I need to extract the text between a number and an emoticon in a text
example text:
blah xzuyguhbc ibcbb bqw 2 extract1 ☺️ jbjhcb 6 extract2 🙅 bjvcvvv
output:
extract1
extract2
The regex code that I wrote extracts the text between 2 numbers, I need to change the part where it identifies the unicode emoji characters and extracts text between them.

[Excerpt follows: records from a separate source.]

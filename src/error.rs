//! Error types for the composable-hvg library.

use thiserror::Error;

/// Main error type for the library.
#[derive(Error, Debug)]
pub enum HvgError {
    #[error("I/O error: {0}")]
    Io(#[from] std::io::Error),

    #[error("Invalid value '{value}' at row {row}, column {col}")]
    InvalidValue {
        value: String,
        row: usize,
        col: usize,
    },

    #[error("Dimension mismatch: expected {expected}, got {actual}")]
    DimensionMismatch { expected: usize, actual: usize },

    #[error("Cell ID mismatch: {0}")]
    CellMismatch(String),

    #[error("Layer '{0}' not found")]
    MissingLayer(String),

    #[error("Missing column '{0}' in cell metadata")]
    MissingColumn(String),

    #[error("Cell '{cell}' has no label in batch column '{column}'")]
    MissingBatchLabel { column: String, cell: String },

    #[error("Unknown flavor '{0}': expected one of 'seurat', 'cell_ranger', 'seurat_v3'")]
    UnknownFlavor(String),

    #[error("Empty data: {0}")]
    EmptyData(String),

    #[error("Numerical error: {0}")]
    Numerical(String),

    #[error("Invalid parameter: {0}")]
    InvalidParameter(String),

    #[error("Missing capability: {0}")]
    MissingCapability(String),

    #[error("YAML serialization error: {0}")]
    Yaml(#[from] serde_yaml::Error),

    #[error("JSON serialization error: {0}")]
    Json(#[from] serde_json::Error),
}

/// Result type alias for library operations.
pub type Result<T> = std::result::Result<T, HvgError>;
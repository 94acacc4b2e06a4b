//! Binned dispersion normalization for the `seurat` and `cell_ranger` flavors.

use crate::data::{ExpressionMatrix, GeneStats};
use crate::error::{HvgError, Result};
use crate::hvg::binning::MeanBins;
use crate::hvg::cutoff::Cutoff;
use crate::hvg::Flavor;
use crate::observe::Observer;
use crate::stats::moments::gene_moments;
use crate::stats::summary::{mad, median, nan_mean, nan_std};
use rayon::prelude::*;

/// Mean values below this are replaced before dividing.
const MEAN_FLOOR: f64 = 1e-12;

/// Inputs of a single-batch dispersion run.
#[derive(Debug, Clone, Copy, PartialEq)]
pub struct DispersionParams {
    pub flavor: Flavor,
    /// Number of equal-width bins (`seurat` only).
    pub n_bins: usize,
    /// Base of a previous log1p transform; `None` is natural log.
    pub log1p_base: Option<f64>,
    pub chunk_size: Option<usize>,
}

impl DispersionParams {
    pub fn new(flavor: Flavor) -> Self {
        Self {
            flavor,
            n_bins: 20,
            log1p_base: None,
            chunk_size: None,
        }
    }
}

/// Per-gene dispersion statistics before selection.
#[derive(Debug, Clone)]
pub struct DispersionStats {
    pub means: Vec<f64>,
    pub dispersions: Vec<f64>,
    pub dispersions_norm: Vec<f64>,
    pub bins: MeanBins,
}

/// Compute means, dispersions and bin-normalized dispersions.
///
/// For `seurat` the matrix is taken to hold log1p values: it is moved back to
/// linear scale, and the reported means and dispersions are logarithmic.
///
/// # Arguments
/// * `matrix` - Cells × genes expression values
/// * `params` - Flavor, bin count, log1p base and chunking
/// * `observer` - Receives the single-gene-bin diagnostic
///
/// # Returns
/// Per-gene statistics in input gene order together with the bins used.
pub fn dispersion_stats(
    matrix: &ExpressionMatrix,
    params: &DispersionParams,
    observer: &dyn Observer,
) -> Result<DispersionStats> {
    if params.n_bins == 0 {
        return Err(HvgError::InvalidParameter(
            "n_bins must be at least 1".to_string(),
        ));
    }

    let (mut means, variances) = match params.flavor {
        Flavor::Seurat => {
            let linear = match params.log1p_base {
                Some(base) => {
                    let scale = base.ln();
                    matrix.map_values(|v| (v * scale).exp_m1())
                }
                None => matrix.map_values(f64::exp_m1),
            };
            gene_moments(&linear, params.chunk_size)?
        }
        Flavor::CellRanger => gene_moments(matrix, params.chunk_size)?,
        Flavor::SeuratV3 => {
            return Err(HvgError::InvalidParameter(
                "seurat_v3 is not a dispersion flavor".to_string(),
            ))
        }
    };

    for m in means.iter_mut() {
        if *m == 0.0 {
            *m = MEAN_FLOOR;
        }
    }
    let mut dispersions: Vec<f64> = variances
        .iter()
        .zip(&means)
        .map(|(v, m)| v / m)
        .collect();

    if params.flavor == Flavor::Seurat {
        for d in dispersions.iter_mut() {
            *d = if *d == 0.0 { f64::NAN } else { d.ln() };
        }
        for m in means.iter_mut() {
            *m = m.ln_1p();
        }
    }

    let bins = match params.flavor {
        Flavor::Seurat => MeanBins::equal_width(&means, params.n_bins),
        _ => MeanBins::percentiles(&means),
    };
    let (location, scale) = bin_summaries(&dispersions, &bins, params.flavor, observer);

    let dispersions_norm = dispersions
        .iter()
        .zip(bins.assignment())
        .map(|(&d, bin)| match bin {
            Some(b) => (d - location[*b]) / scale[*b],
            None => f64::NAN,
        })
        .collect();

    Ok(DispersionStats {
        means,
        dispersions,
        dispersions_norm,
        bins,
    })
}

/// Location and scale of the dispersions in each bin.
fn bin_summaries(
    dispersions: &[f64],
    bins: &MeanBins,
    flavor: Flavor,
    observer: &dyn Observer,
) -> (Vec<f64>, Vec<f64>) {
    let members = bins.members();
    let (mut location, mut scale): (Vec<f64>, Vec<f64>) = members
        .par_iter()
        .map(|genes| {
            let values: Vec<f64> = genes.iter().map(|&g| dispersions[g]).collect();
            match flavor {
                Flavor::CellRanger => (median(&values), mad(&values)),
                _ => (nan_mean(&values), nan_std(&values)),
            }
        })
        .unzip();

    if flavor == Flavor::Seurat {
        // A bin whose spread is undefined normalizes its genes to 1.
        let lonely: Vec<usize> = (0..members.len())
            .filter(|&b| !members[b].is_empty() && scale[b].is_nan())
            .collect();
        if !lonely.is_empty() {
            let mut genes: Vec<usize> = lonely.iter().flat_map(|&b| members[b].clone()).collect();
            genes.sort_unstable();
            observer.debug(&format!(
                "Gene indices {:?} fell into a single bin: their normalized dispersion \
                 was set to 1.\n    Decreasing `n_bins` will likely avoid this effect.",
                genes
            ));
            for b in lonely {
                scale[b] = location[b];
                location[b] = 0.0;
            }
        }
    }

    (location, scale)
}

/// Single-batch selection for a dispersion flavor, in input gene order.
///
/// # Arguments
/// * `matrix` - Cells × genes expression values
/// * `params` - Dispersion parameters
/// * `cutoff` - Interval bounds or top-N on the normalized dispersion
/// * `observer` - Diagnostics sink
///
/// # Returns
/// One row per gene with `means`, `dispersions`, `dispersions_norm`, the mean
/// bin and the selection flag.
pub fn highly_variable_dispersion(
    matrix: &ExpressionMatrix,
    params: &DispersionParams,
    cutoff: &Cutoff,
    observer: &dyn Observer,
) -> Result<Vec<GeneStats>> {
    let stats = dispersion_stats(matrix, params, observer)?;
    let selected = cutoff.select(&stats.means, &stats.dispersions_norm, observer);

    Ok(matrix
        .gene_ids()
        .iter()
        .enumerate()
        .map(|(i, id)| {
            let mut gene = GeneStats::new(id.clone(), stats.means[i]);
            gene.dispersions = Some(stats.dispersions[i]);
            gene.dispersions_norm = Some(stats.dispersions_norm[i]);
            gene.mean_bin = stats.bins.assignment()[i];
            gene.highly_variable = selected[i];
            gene
        })
        .collect())
}

#[cfg(test)]
mod tests {
    use super::*;
    use crate::hvg::cutoff::IntervalCutoffs;
    use crate::observe::CollectingObserver;
    use approx::assert_relative_eq;
    use log::Level;
    use nalgebra::DMatrix;

    fn ids(prefix: &str, n: usize) -> Vec<String> {
        (0..n).map(|i| format!("{}{}", prefix, i)).collect()
    }

    /// 4 cells × 3 genes of raw counts.
    fn counts() -> ExpressionMatrix {
        let data = DMatrix::from_row_slice(
            4,
            3,
            &[
                1.0, 0.0, 5.0, //
                3.0, 2.0, 5.0, //
                2.0, 0.0, 5.0, //
                2.0, 6.0, 5.0,
            ],
        );
        ExpressionMatrix::from_dense(data, ids("c", 4), ids("g", 3)).unwrap()
    }

    #[test]
    fn test_cell_ranger_dispersion() {
        let obs = CollectingObserver::new();
        let stats =
            dispersion_stats(&counts(), &DispersionParams::new(Flavor::CellRanger), &obs).unwrap();
        // gene 0: mean 2, var 2/3
        assert_relative_eq!(stats.means[0], 2.0);
        assert_relative_eq!(stats.dispersions[0], (2.0 / 3.0) / 2.0, epsilon = 1e-12);
        // gene 1: mean 2, var 8
        assert_relative_eq!(stats.dispersions[1], 4.0, epsilon = 1e-12);
        // constant gene has zero dispersion (no log for cell_ranger)
        assert_eq!(stats.dispersions[2], 0.0);
    }

    #[test]
    fn test_seurat_back_transforms_log1p() {
        let obs = CollectingObserver::new();
        let raw = counts();
        let logged = raw.map_values(f64::ln_1p);
        let stats =
            dispersion_stats(&logged, &DispersionParams::new(Flavor::Seurat), &obs).unwrap();
        assert_relative_eq!(stats.means[0], 3.0f64.ln(), epsilon = 1e-9);
        assert_relative_eq!(stats.dispersions[1], 4.0f64.ln(), epsilon = 1e-9);
        // zero dispersion becomes NaN for seurat
        assert!(stats.dispersions[2].is_nan());
        assert!(stats.dispersions_norm[2].is_nan());
    }

    #[test]
    fn test_seurat_log1p_base() {
        let obs = CollectingObserver::new();
        let log2 = counts().map_values(|v| v.ln_1p() / 2.0f64.ln());
        let params = DispersionParams {
            log1p_base: Some(2.0),
            ..DispersionParams::new(Flavor::Seurat)
        };
        let stats = dispersion_stats(&log2, &params, &obs).unwrap();
        assert_relative_eq!(stats.means[0], 3.0f64.ln(), epsilon = 1e-9);
        assert_relative_eq!(stats.dispersions[1], 4.0f64.ln(), epsilon = 1e-9);
    }

    #[test]
    fn test_single_gene_bin_normalizes_to_one() {
        let obs = CollectingObserver::new();
        let data = DMatrix::from_row_slice(
            4,
            2,
            &[
                1.0, 0.0, //
                3.0, 10.0, //
                2.0, 0.0, //
                2.0, 30.0,
            ],
        );
        let raw = ExpressionMatrix::from_dense(data, ids("c", 4), ids("g", 2)).unwrap();
        let logged = raw.map_values(f64::ln_1p);
        let params = DispersionParams {
            n_bins: 2,
            ..DispersionParams::new(Flavor::Seurat)
        };
        let stats = dispersion_stats(&logged, &params, &obs).unwrap();
        assert_eq!(stats.bins.assignment(), &[Some(0), Some(1)]);
        assert_relative_eq!(stats.dispersions_norm[0], 1.0, epsilon = 1e-12);
        assert_relative_eq!(stats.dispersions_norm[1], 1.0, epsilon = 1e-12);
        assert!(obs.contains(Level::Debug, "Gene indices [0, 1] fell into a single bin"));
    }

    #[test]
    fn test_cell_ranger_normalizes_by_bin_median_and_mad() {
        let obs = CollectingObserver::new();
        let data = DMatrix::from_fn(30, 40, |c, g| ((c * (g + 3) + g * g) % (g + 2)) as f64);
        let m = ExpressionMatrix::from_dense(data, ids("c", 30), ids("g", 40)).unwrap();
        let stats = dispersion_stats(&m, &DispersionParams::new(Flavor::CellRanger), &obs).unwrap();

        let sorted_median = |mut v: Vec<f64>| {
            v.sort_by(|a, b| a.partial_cmp(b).unwrap());
            let n = v.len();
            if n % 2 == 1 {
                v[n / 2]
            } else {
                (v[n / 2 - 1] + v[n / 2]) / 2.0
            }
        };

        let mut checked = 0;
        for genes in stats.bins.members().iter().filter(|g| g.len() >= 3) {
            let d: Vec<f64> = genes.iter().map(|&g| stats.dispersions[g]).collect();
            let center = sorted_median(d.clone());
            let spread = sorted_median(d.iter().map(|v| (v - center).abs()).collect())
                / 0.674_489_750_196_081_7;
            if spread == 0.0 {
                continue;
            }
            for &g in genes {
                let expected = (stats.dispersions[g] - center) / spread;
                assert_relative_eq!(stats.dispersions_norm[g], expected, epsilon = 1e-9);
                checked += 1;
            }
        }
        assert!(checked >= 3);
    }

    #[test]
    fn test_lonely_genes_reported_in_gene_order() {
        let obs = CollectingObserver::new();
        // Genes 0 and 2 sit alone at the extremes; gene 1 is alone in between.
        let data = DMatrix::from_row_slice(
            4,
            3,
            &[
                30.0, 3.0, 0.0, //
                10.0, 5.0, 0.0, //
                30.0, 4.0, 1.0, //
                10.0, 4.0, 0.0,
            ],
        );
        let raw = ExpressionMatrix::from_dense(data, ids("c", 4), ids("g", 3)).unwrap();
        let params = DispersionParams {
            n_bins: 3,
            ..DispersionParams::new(Flavor::Seurat)
        };
        dispersion_stats(&raw.map_values(f64::ln_1p), &params, &obs).unwrap();
        assert!(obs.contains(Level::Debug, "Gene indices [0, 1, 2] fell into a single bin"));
    }

    #[test]
    fn test_seurat_bin_normalization() {
        let obs = CollectingObserver::new();
        // One bin for all three genes: normalized dispersions are z-scores.
        let data = DMatrix::from_row_slice(
            3,
            3,
            &[
                1.0, 0.0, 2.0, //
                0.0, 2.0, 0.0, //
                1.0, 1.0, 1.0,
            ],
        );
        let m = ExpressionMatrix::from_dense(data, ids("c", 3), ids("g", 3)).unwrap();
        let params = DispersionParams {
            n_bins: 1,
            ..DispersionParams::new(Flavor::Seurat)
        };
        let stats = dispersion_stats(&m, &params, &obs).unwrap();
        let d = &stats.dispersions;
        let loc = (d[0] + d[1] + d[2]) / 3.0;
        let ss = (d[0] - loc).powi(2) + (d[1] - loc).powi(2) + (d[2] - loc).powi(2);
        let sd = (ss / 2.0).sqrt();
        for g in 0..3 {
            assert_relative_eq!(stats.dispersions_norm[g], (d[g] - loc) / sd, epsilon = 1e-9);
        }
    }

    #[test]
    fn test_selection_in_gene_order() {
        let obs = CollectingObserver::new();
        let genes = highly_variable_dispersion(
            &counts(),
            &DispersionParams::new(Flavor::CellRanger),
            &Cutoff::TopN(1),
            &obs,
        )
        .unwrap();
        assert_eq!(genes.len(), 3);
        assert_eq!(genes[0].gene_id, "g0");
        assert_eq!(genes.iter().filter(|g| g.highly_variable).count(), 1);
        assert!(genes.iter().all(|g| g.mean_bin.is_some()));
    }

    #[test]
    fn test_interval_matches_predicate() {
        let obs = CollectingObserver::new();
        let bounds = IntervalCutoffs::default();
        let logged = counts().map_values(f64::ln_1p);
        let params = DispersionParams::new(Flavor::Seurat);
        let genes =
            highly_variable_dispersion(&logged, &params, &Cutoff::Interval(bounds), &obs).unwrap();
        for g in &genes {
            let norm = g.dispersions_norm.unwrap_or(f64::NAN);
            assert_eq!(g.highly_variable, bounds.in_bounds(g.means, norm));
        }
    }

    #[test]
    fn test_rejects_v3() {
        let obs = CollectingObserver::new();
        let params = DispersionParams::new(Flavor::SeuratV3);
        assert!(dispersion_stats(&counts(), &params, &obs).is_err());
    }
}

(?<=[\s][\d])(.*?)(?=[\d])
Please suggest a python friendly method, and I need it to work with all the emoji's not only the one's given in the example
解决方案
Since there are a lot of emoji with different unicode values, you have to explicitly specify them in your regex, or if they are with a spesific range you can use a character class. In this case your second simbol is not a standard emoji, it's just a unicode character, but since it's greater than \u263a (the unicode representation of ☺️) you can put it in a range with \u263a:
In [71]: s = 'blah xzuyguhbc ibcbb bqw 2 extract1 ☺️ jbjhcb 6 extract2 🙅 bjvcvvv'
In [72]: regex = re.compile(r'\d+(.*?)(?:\u263a|\U0001f645)')
In [74]: regex.findall(s)
Out[74]: [' extract1 ', ' extract2 ']
Or if you want to match more emojies you can use a character range (here is a good reference which shows you the proper range for different emojies http://apps.timwhitlock.info/emoji/tables/unicode):
In [75]: regex = re.compile(r'\d+(.*?)[\u263a-\U0001f645]')
In [76]: regex.findall(s)
Out[76]: [' extract1 ', ' extract2 ']
Note that in second case you have to make sure that all the characters withn the aforementioned range are emojies that you want.
Here is another example:
In [77]: s = "blah 4 xzuyguhbc 😺 ibcbb bqw 2 extract1 ☺️ jbjhcb 6 extract2 🙅 bjvcvvv"
In [78]: regex = re.compile(r'\d+(.*?)[\u263a-\U0001f645]')
In [79]: regex.findall(s)
Out[79]: [' xzuyguhbc ', ' extract1 ', ' extract2 ']